Activity — The stretch from the line with "the serialized cart." through the line with "#[async_trait]" in the records below: write it out exactly, and nothing else.

Record excerpts —
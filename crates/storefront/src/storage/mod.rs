//! Durable local key-value storage.
//!
//! The cart and the auth session are each mirrored into a single slot of a
//! [`KeyValueStorage`]. Values are opaque strings (JSON in practice).
//!
//! # Backends
//!
//! - [`FileStorage`] - one file per key under a data directory
//! - [`MemoryStorage`] - in-process map with latency and failure injection

mod file;
mod memory;

pub use file::FileStorage;
pub use memory::{MemoryStorage, StorageOp};

use async_trait::async_trait;
use thiserror::Error;

/// Storage slot holding the serialized cart.
pub const CART_STORAGE_KEY: &str = "@gtm_cart";

/// Storage slot holding the serialized auth session.
pub const SESSION_STORAGE_KEY: &str = "@gtm_session";

/// Errors that can occur when reading or writing a storage slot.
#[derive(Debug, Error)]
pub enum StorageError {
    /// Filesystem operation failed.
    #[error("I/O error on {key}: {source}")]
    Io {
        /// Slot being accessed.
        key: String,
        /// Underlying error.
        #[source]
        source: std::io::Error,
    },

    /// The key cannot be mapped to a storage location.
    #[error("invalid storage key: {0:?}")]
    InvalidKey(String),

    /// Backend refused the operation (used by test doubles and remote backends).
    #[error("storage unavailable: {0}")]
    Unavailable(String),
}

/// Async key-value storage with single-slot overwrite semantics.
///
/// Implementations must make `set` a full replacement of the slot and
/// `remove` idempotent.
#[async_trait]
pub trait KeyValueStorage: Send + Sync + 'static {
    /// Read a slot.
    ///
    /// Returns `Ok(None)` if the slot does not exist.
    async fn get(&self, key: &str) -> Result<Option<String>, StorageError>;

    /// Overwrite a slot with `value`.
    async fn set(&self, key: &str, value: &str) -> Result<(), StorageError>;

    /// Delete a slot.
    ///
    /// Succeeds even if the slot doesn't exist.
    async fn remove(&self, key: &str) -> Result<(), StorageError>;
}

Reply to the exercise —
/// Storage slot holding the serialized cart.
pub const CART_STORAGE_KEY: &str = "@gtm_cart";

/// Storage slot holding the serialized auth session.
pub const SESSION_STORAGE_KEY: &str = "@gtm_session";

/// Errors that can occur when reading or writing a storage slot.
#[derive(Debug, Error)]
pub enum StorageError {
    /// Filesystem operation failed.
    #[error("I/O error on {key}: {source}")]
    Io {
        /// Slot being accessed.
        key: String,
        /// Underlying error.
        #[source]
        source: std::io::Error,
    },

    /// The key cannot be mapped to a storage location.
    #[error("invalid storage key: {0:?}")]
    InvalidKey(String),

    /// Backend refused the operation (used by test doubles and remote backends).
    #[error("storage unavailable: {0}")]
    Unavailable(String),
}

/// Async key-value storage with single-slot overwrite semantics.
///
/// Implementations must make `set` a full replacement of the slot and
/// `remove` idempotent.
#[async_trait]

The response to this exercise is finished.